> _Task brief_
Your task is to copy every line of the entries that contains "filename".
(Beginning of Task inputs)
//! Boundary to the chat platform that owns the message history.
//!
//! The scan core needs the list of channels visible to the scanning
//! identity, a cursor-paginated history read ("messages before X, at most
//! N") and, for auto-scan name checks, the member list. Gateway connections,
//! command parsing and permissions live behind this trait.
use crate::error::PlatformError;
use crate::model::{ChannelId, ChannelInfo, Member, Message, MessageId};
use anyhow::Context;
use async_trait::async_trait;
use serde::Deserialize;
use std::collections::HashMap;
use std::path::Path;

#[async_trait]
pub trait ChatPlatform: Send + Sync {
    async fn list_channels(&self) -> Result<Vec<ChannelInfo>, PlatformError>;

    /// Up to `limit` messages strictly older than `before` (or the newest
    /// messages when `before` is `None`), newest first.
    async fn fetch_history(
        &self,
        channel: ChannelId,
        before: Option<MessageId>,
        limit: usize,
    ) -> Result<Vec<Message>, PlatformError>;

    async fn fetch_message(
        &self,
        channel: ChannelId,
        id: MessageId,
    ) -> Result<Message, PlatformError>;

    async fn list_members(&self) -> Result<Vec<Member>, PlatformError>;
}

#[derive(Debug, Deserialize)]
struct ArchiveFile {
    channels: Vec<ArchivedChannel>,
    #[serde(default)]
    members: Vec<Member>,
}

#[derive(Debug, Deserialize)]
struct ArchivedChannel {
    #[serde(flatten)]
    info: ChannelInfo,
    #[serde(default)]
    messages: Vec<Message>,
}

/// A platform backed by a static JSON dump of channel histories.
///
/// ```json
/// { "channels": [ { "id": 1, "name": "general", "messages": [ ... ] } ],
///   "members": [ { "id": 7, "name": "alice", "display_name": "Al" } ] }
/// ```
pub struct ArchivePlatform {
    channels: Vec<ChannelInfo>,
    history: HashMap<ChannelId, Vec<Message>>,
    members: Vec<Member>,
}

impl ArchivePlatform {
    pub fn new(channels: Vec<(ChannelInfo, Vec<Message>)>) -> Self {
        let mut infos = Vec::with_capacity(channels.len());
        let mut history = HashMap::with_capacity(channels.len());
        for (info, mut messages) in channels {
            messages.sort_by(Message::newest_first);
            history.insert(info.id, messages);
            infos.push(info);
        }
        Self {
            channels: infos,
            history,
            members: Vec::new(),
        }
    }

    pub fn with_members(mut self, members: Vec<Member>) -> Self {
        self.members = members;
        self
    }

    pub fn from_json(json: &str) -> anyhow::Result<Self> {
        let file: ArchiveFile =
            serde_json::from_str(json).context("Failed to parse message archive")?;
        Ok(Self::new(
            file.channels
                .into_iter()
                .map(|c| (c.info, c.messages))
                .collect(),
        )
        .with_members(file.members))
    }

    pub fn load(path: &Path) -> anyhow::Result<Self> {
        let content = std::fs::read_to_string(path)
            .with_context(|| format!("Failed to read archive: {}", path.display()))?;
        Self::from_json(&content)
    }

    fn readable(&self, channel: ChannelId) -> Result<&[Message], PlatformError> {
        let info = self
            .channels
            .iter()
            .find(|c| c.id == channel)
            .ok_or(PlatformError::NotFound)?;
        if !info.readable {
            return Err(PlatformError::Forbidden);
        }
        Ok(self.history.get(&channel).map(Vec::as_slice).unwrap_or(&[]))
    }
}

#[async_trait]
impl ChatPlatform for ArchivePlatform {
    async fn list_channels(&self) -> Result<Vec<ChannelInfo>, PlatformError> {
        Ok(self.channels.clone())
    }

    async fn fetch_history(
        &self,
        channel: ChannelId,
        before: Option<MessageId>,
        limit: usize,
    ) -> Result<Vec<Message>, PlatformError> {
        let messages = self.readable(channel)?;
        let start = match before {
            None => 0,
            Some(cursor) => {
                messages
                    .iter()
                    .position(|m| m.id == cursor)
                    .ok_or(PlatformError::NotFound)?
                    + 1
            }
        };
        Ok(messages.iter().skip(start).take(limit).cloned().collect())
    }

    async fn fetch_message(
        &self,
        channel: ChannelId,
        id: MessageId,
    ) -> Result<Message, PlatformError> {
        self.readable(channel)?
            .iter()
            .find(|m| m.id == id)
            .cloned()
            .ok_or(PlatformError::NotFound)
    }

    async fn list_members(&self) -> Result<Vec<Member>, PlatformError> {
        Ok(self.members.clone())
    }
}
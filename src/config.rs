use crate::model::Strictness;
use crate::search::engine::ScanLimits;
use crate::search::fetch::RetryPolicy;
use anyhow::{Context, Result};
use serde::{Deserialize, Serialize};
use std::fs;
use std::path::{Path, PathBuf};
use std::time::Duration;

#[derive(Debug, Clone, Default, Serialize, Deserialize)]
#[serde(default)]
pub struct Config {
    pub cache: CacheConfig,
    pub fetch: FetchConfig,
    pub scan: ScanConfig,
    pub autoscan: AutoScanSettings,
    pub stats: StatsConfig,
    pub badwords: BadWordsConfig,
}

#[derive(Debug, Clone, Serialize, Deserialize)]
#[serde(default)]
pub struct CacheConfig {
    pub max_entries: usize,
    pub ttl_secs: u64,
}

impl Default for CacheConfig {
    fn default() -> Self {
        Self {
            max_entries: 1000,
            ttl_secs: 300,
        }
    }
}

impl CacheConfig {
    pub fn ttl(&self) -> Duration {
        Duration::from_secs(self.ttl_secs)
    }
}

#[derive(Debug, Clone, Serialize, Deserialize)]
#[serde(default)]
pub struct FetchConfig {
    pub page_size: usize,
    pub max_attempts: u32,
    pub base_backoff_ms: u64,
    pub max_backoff_ms: u64,
    pub jitter_ms: u64,
    pub max_rate_limit_waits: u32,
}

impl Default for FetchConfig {
    fn default() -> Self {
        Self {
            page_size: 100,
            max_attempts: 4,
            base_backoff_ms: 500,
            max_backoff_ms: 8000,
            jitter_ms: 100,
            max_rate_limit_waits: 5,
        }
    }
}

impl FetchConfig {
    pub fn retry_policy(&self) -> RetryPolicy {
        RetryPolicy {
            max_attempts: self.max_attempts.max(1),
            base_delay: Duration::from_millis(self.base_backoff_ms),
            max_delay: Duration::from_millis(self.max_backoff_ms),
            jitter: Duration::from_millis(self.jitter_ms),
            max_rate_limit_waits: self.max_rate_limit_waits,
        }
    }
}

#[derive(Debug, Clone, Serialize, Deserialize)]
#[serde(default)]
pub struct ScanConfig {
    pub max_concurrency: Option<usize>,
    pub channel_cap: usize,
    pub deep_factor: usize,
    pub result_cap: usize,
    pub context_radius: usize,
}

impl Default for ScanConfig {
    fn default() -> Self {
        Self {
            max_concurrency: None,
            channel_cap: 50,
            deep_factor: 10,
            result_cap: 5000,
            context_radius: 2,
        }
    }
}

#[derive(Debug, Clone, Serialize, Deserialize)]
#[serde(default)]
pub struct AutoScanSettings {
    pub enabled: bool,
    pub interval_minutes: u64,
    pub depth_limit: usize,
    pub strictness: Strictness,
    pub findings_capacity: usize,
    /// Also check member names and display names on each run.
    pub scan_members: bool,
}

impl Default for AutoScanSettings {
    fn default() -> Self {
        Self {
            enabled: false,
            interval_minutes: 60,
            depth_limit: 100,
            strictness: Strictness::Substring,
            findings_capacity: 10_000,
            scan_members: true,
        }
    }
}

#[derive(Debug, Clone, Serialize, Deserialize)]
#[serde(default)]
pub struct StatsConfig {
    pub path: PathBuf,
    /// Longest time cache hit/miss counters stay unwritten.
    pub flush_interval_secs: u64,
}

impl Default for StatsConfig {
    fn default() -> Self {
        let path = dirs::data_dir()
            .map(|d| d.join("msgscan"))
            .unwrap_or_else(|| PathBuf::from("."))
            .join("search_stats.json");
        Self {
            path,
            flush_interval_secs: 5,
        }
    }
}

impl StatsConfig {
    pub fn flush_interval(&self) -> Duration {
        Duration::from_secs(self.flush_interval_secs.max(1))
    }
}

#[derive(Debug, Clone, Default, Serialize, Deserialize)]
#[serde(default)]
pub struct BadWordsConfig {
    pub path: Option<PathBuf>,
    pub words: Vec<String>,
}

impl Config {
    pub fn load() -> Result<Self> {
        match Self::find_config_path() {
            Some(path) => Self::load_from(&path),
            None => Ok(Self::default()),
        }
    }

    pub fn load_from(path: &Path) -> Result<Self> {
        let content = fs::read_to_string(path)
            .with_context(|| format!("Failed to read config file: {}", path.display()))?;
        toml::from_str(&content).with_context(|| "Failed to parse config file")
    }

    fn find_config_path() -> Option<PathBuf> {
        if let Some(xdg_config) = dirs::config_dir() {
            let xdg_path = xdg_config.join("msgscan/config.toml");
            if xdg_path.exists() {
                return Some(xdg_path);
            }
        }

        if let Some(home) = dirs::home_dir() {
            let home_path = home.join(".msgscan.toml");
            if home_path.exists() {
                return Some(home_path);
            }
        }

        let current_path = Path::new(".msgscan.toml");
        if current_path.exists() {
            return Some(current_path.to_path_buf());
        }

        None
    }

    pub fn save(&self, path: &Path) -> Result<()> {
        let content = toml::to_string_pretty(self).context("Failed to serialize config")?;

        if let Some(parent) = path.parent() {
            fs::create_dir_all(parent).with_context(|| {
                format!("Failed to create config directory: {}", parent.display())
            })?;
        }

        fs::write(path, content)
            .with_context(|| format!("Failed to write config file: {}", path.display()))?;

        Ok(())
    }

    pub fn scan_limits(&self) -> ScanLimits {
        ScanLimits {
            page_size: self.fetch.page_size.max(1),
            max_concurrency: self
                .scan
                .max_concurrency
                .unwrap_or_else(|| num_cpus::get().clamp(1, 4))
                .max(1),
            channel_cap: self.scan.channel_cap,
            deep_factor: self.scan.deep_factor.max(1),
            result_cap: self.scan.result_cap,
            context_radius: self.scan.context_radius,
        }
    }
}
/// Lowercase one character at a time so that folding distributes over
/// concatenation.
pub fn fold(text: &str) -> String {
    text.chars().flat_map(char::to_lowercase).collect()
}

/// Fold, map leetspeak and drop separators: `B4d-W0rd` becomes `badword`.
pub fn normalize_fuzzy(text: &str) -> String {
    text.chars()
        .flat_map(char::to_lowercase)
        .filter(|c| !c.is_whitespace() && !FUZZY_SEPARATORS.contains(c))
        .map(|c| {
            FUZZY_SUBSTITUTIONS
                .iter()
                .find(|(from, _)| *from == c)
                .map_or(c, |(_, to)| *to)
        })
        .collect()
}

/// The configurable bad-word list. Words are stored folded and deduplicated.
#[derive(Debug, Clone, Default, PartialEq, Eq)]
pub struct BadWordList {
    words: Vec<String>,
}

impl BadWordList {
    pub fn from_words<I, S>(words: I) -> Self
    where
        I: IntoIterator<Item = S>,
        S: AsRef<str>,
    {
        let mut seen = HashSet::new();
        let mut list = Vec::new();
        for word in words {
            let word = fold(word.as_ref().trim());
            // Words made only of separators could never match fuzzily.
            if word.is_empty() || normalize_fuzzy(&word).is_empty() {
                continue;
            }
            if seen.insert(word.clone()) {
                list.push(word);
            }
        }
        Self { words: list }
    }

    /// One word per line; blank lines are skipped.
    pub fn load(path: &Path) -> anyhow::Result<Self> {
        let content = std::fs::read_to_string(path)
            .with_context(|| format!("Failed to read bad-word list: {}", path.display()))?;
        Ok(Self::from_words(content.lines()))
    }

    pub fn words(&self) -> &[String] {
        &self.words
    }

    pub fn len(&self) -> usize {
        self.words.len()
    }

    pub fn is_empty(&self) -> bool {
        self.words.is_empty()
    }
}

enum Compiled {
    Keyword {
        needle: String,
        finder: memmem::Finder<'static>,
    },
    Regex(Regex),
    Exact {
        regex: Regex,
    },
    Substring {
        automaton: AhoCorasick,
        words: Vec<String>,
    },
    Fuzzy {
        automaton: AhoCorasick,
        words: Vec<String>,
    },
    Nothing,
}

pub struct Matcher {
    compiled: Compiled,
    strictness: Option<Strictness>,
    context_radius: usize,
}

impl Matcher {
    /// Compile a pattern. A malformed regex fails here, before any fetch.
    pub fn compile(
        pattern: &Pattern,
        bad_words: &BadWordList,
        context_radius: usize,
    ) -> Result<Self> {
        let (compiled, strictness) = match pattern {
            Pattern::Keyword(keyword) => {
                let needle = fold(keyword);
                if needle.is_empty() {
                    return Err(ScanError::InvalidSpec("keyword must not be empty".into()));
                }
                let finder = memmem::Finder::new(needle.as_bytes()).into_owned();
                (Compiled::Keyword { needle, finder }, None)
            }
            Pattern::Regex(source) => {
                let regex = RegexBuilder::new(source)
                    .case_insensitive(true)
                    .size_limit(REGEX_SIZE_LIMIT)
                    .build()
                    .map_err(|source_err| ScanError::InvalidPattern {
                        pattern: source.clone(),
                        source: source_err,
                    })?;
                (Compiled::Regex(regex), None)
            }
            Pattern::BadWordList(strictness) => {
                if bad_words.is_empty() {
                    warn!("Bad-word scan requested with an empty word list");
                    (Compiled::Nothing, Some(*strictness))
                } else {
                    (compile_bad_words(bad_words, *strictness)?, Some(*strictness))
                }
            }
        };
        Ok(Self {
            compiled,
            strictness,
            context_radius,
        })
    }

    pub fn context_radius(&self) -> usize {
        self.context_radius
    }

    /// Decide whether `content` matches, without building context.
    pub fn check(&self, content: &str) -> Option<MatchReason> {
        match &self.compiled {
            Compiled::Keyword { needle, finder } => {
                let folded = fold(content);
                finder
                    .find(folded.as_bytes())
                    .map(|_| MatchReason::Keyword(needle.clone()))
            }
            Compiled::Regex(regex) => regex.find(content).map(|m| MatchReason::Regex {
                matched: m.as_str().to_string(),
            }),
            Compiled::Exact { regex } => {
                let folded = fold(content);
                let word = regex.captures(&folded)?.get(1)?;
                Some(self.bad_word(word.as_str().to_string()))
            }
            Compiled::Substring { automaton, words } => {
                let folded = fold(content);
                automaton
                    .find(&folded)
                    .map(|m| self.bad_word(words[m.pattern().as_usize()].clone()))
            }
            Compiled::Fuzzy { automaton, words } => {
                let normalized = normalize_fuzzy(content);
                automaton
                    .find(&normalized)
                    .map(|m| self.bad_word(words[m.pattern().as_usize()].clone()))
            }
            Compiled::Nothing => None,
        }
    }

    /// Match a message and attach its neighbours from `source`.
    pub fn evaluate<C>(&self, message: &Message, source: &C) -> Option<MatchResult>
    where
        C: ContextSource + ?Sized,
    {
        let match_reason = self.check(&message.content)?;
        let context = if self.context_radius == 0 {
            Vec::new()
        } else {
            source.neighbours(message.channel_id, message.id, self.context_radius)
        };
        Some(MatchResult {
            message: message.clone(),
            context,
            match_reason,
        })
    }

    fn bad_word(&self, word: String) -> MatchReason {
        MatchReason::BadWord {
            word,
            strictness: self.strictness.unwrap_or_default(),
        }
    }
}
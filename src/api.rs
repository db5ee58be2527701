//! 下游 HTTP 服务客户端
//!
//! 每个请求都附带当前会话的 Bearer 令牌。

use log::{debug, warn};
use medizap_shared::protocol::{
    ApiRequest, EmergencyAlertRequest, EmergencyEmailResponse, NewsArticle, NewsRequest,
};
use medizap_shared::{CONTENT_TYPE_JSON, HEADER_AUTHORIZATION, HEADER_CONTENT_TYPE, NEWS_CARD_LIMIT};

use crate::error::{MedResult, MedizapError};
use crate::request::{HttpClient, HttpRequest};

const LOG_TARGET: &str = "medizap::api";

pub struct MedizapApi<C> {
    client: C,
    base_url: String,
}

impl<C: HttpClient> MedizapApi<C> {
    pub fn new(client: C, base_url: &str) -> Self {
        Self {
            client,
            base_url: base_url.trim_end_matches('/').to_string(),
        }
    }

    pub fn client(&self) -> &C {
        &self.client
    }

    fn url(&self, path: &str) -> String {
        if path.starts_with('/') {
            format!("{}{}", self.base_url, path)
        } else {
            format!("{}/{}", self.base_url, path)
        }
    }

    /// 发送一个类型化请求
    pub async fn call<R: ApiRequest>(&self, token: &str, request: &R) -> MedResult<R::Response> {
        let url = self.url(R::PATH);
        let mut req = HttpRequest::new(&url, R::METHOD)
            .with_header(HEADER_AUTHORIZATION, &format!("Bearer {token}"));
        if R::METHOD.has_body() {
            req = req
                .with_header(HEADER_CONTENT_TYPE, CONTENT_TYPE_JSON)
                .with_body(serde_json::to_value(request)?);
        }

        debug!(target: LOG_TARGET, "{} {}", R::METHOD.as_str(), url);
        let resp = self
            .client
            .send(req)
            .await
            .map_err(|e| e.in_op_with("api.call", R::PATH))?;

        if !resp.is_success() {
            let err = MedizapError::from_http_status(resp.status, &resp.body).in_op_with("api.call", R::PATH);
            warn!(target: LOG_TARGET, "Request failed: {}", err);
            return Err(err);
        }
        resp.json::<R::Response>()
            .map_err(|e| e.in_op_with("api.call", R::PATH))
    }

    /// 首页新闻卡片：最新的几篇文章
    pub async fn latest_news(&self, token: &str) -> MedResult<Vec<NewsArticle>> {
        let resp = self.call(token, &NewsRequest).await?;
        Ok(resp.articles.into_iter().take(NEWS_CARD_LIMIT).collect())
    }

    /// 通知紧急联系人
    pub async fn send_emergency_alert(&self, token: &str) -> MedResult<EmergencyEmailResponse> {
        self.call(token, &EmergencyAlertRequest::default()).await
    }
}
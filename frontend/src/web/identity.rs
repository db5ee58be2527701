//! Firebase Auth 身份后端

use async_trait::async_trait;
use medizap::{IdentityBackend, LiveStream, MedResult, MedizapError, Session, live_channel};
use wasm_bindgen::prelude::*;

use super::firebase::{FirebaseApp, fb_id_token, fb_on_auth_changed, fb_sign_out, settle};
use crate::serde_helper;

#[derive(Clone)]
pub struct FirebaseIdentity {
    app: FirebaseApp,
}

impl FirebaseIdentity {
    pub fn new(app: FirebaseApp) -> Self {
        Self { app }
    }
}

#[async_trait(?Send)]
impl IdentityBackend for FirebaseIdentity {
    fn watch_sessions(&self) -> LiveStream<Option<Session>> {
        let (sender, stream) = live_channel();
        let on_user = Closure::<dyn FnMut(JsValue)>::new(move |user: JsValue| {
            let session = if user.is_null() || user.is_undefined() {
                None
            } else {
                match serde_helper::from_value::<Session>(user) {
                    Ok(session) => Some(session),
                    Err(e) => {
                        log::error!(target: "medizap::session", "Unreadable auth user: {}", e);
                        None
                    }
                }
            };
            sender.send(session);
        });

        let unsubscribe = fb_on_auth_changed(self.app.handle(), on_user.as_ref().unchecked_ref());
        stream.with_teardown(move || {
            let _ = unsubscribe.call0(&JsValue::NULL);
            drop(on_user);
        })
    }

    async fn sign_out(&self) -> MedResult<()> {
        settle(fb_sign_out(self.app.handle()), "identity.sign_out").await?;
        Ok(())
    }

    async fn id_token(&self, session: &Session) -> MedResult<String> {
        let token = settle(fb_id_token(self.app.handle()), "identity.id_token").await?;
        token.as_string().ok_or_else(|| {
            MedizapError::unauthenticated(format!("No ID token for {}", session.uid))
        })
    }
}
(End of Task inputs)
> _Response to this exercise_
filename src/config.rs
filename src/api.rs
filename frontend/src/web/identity.rs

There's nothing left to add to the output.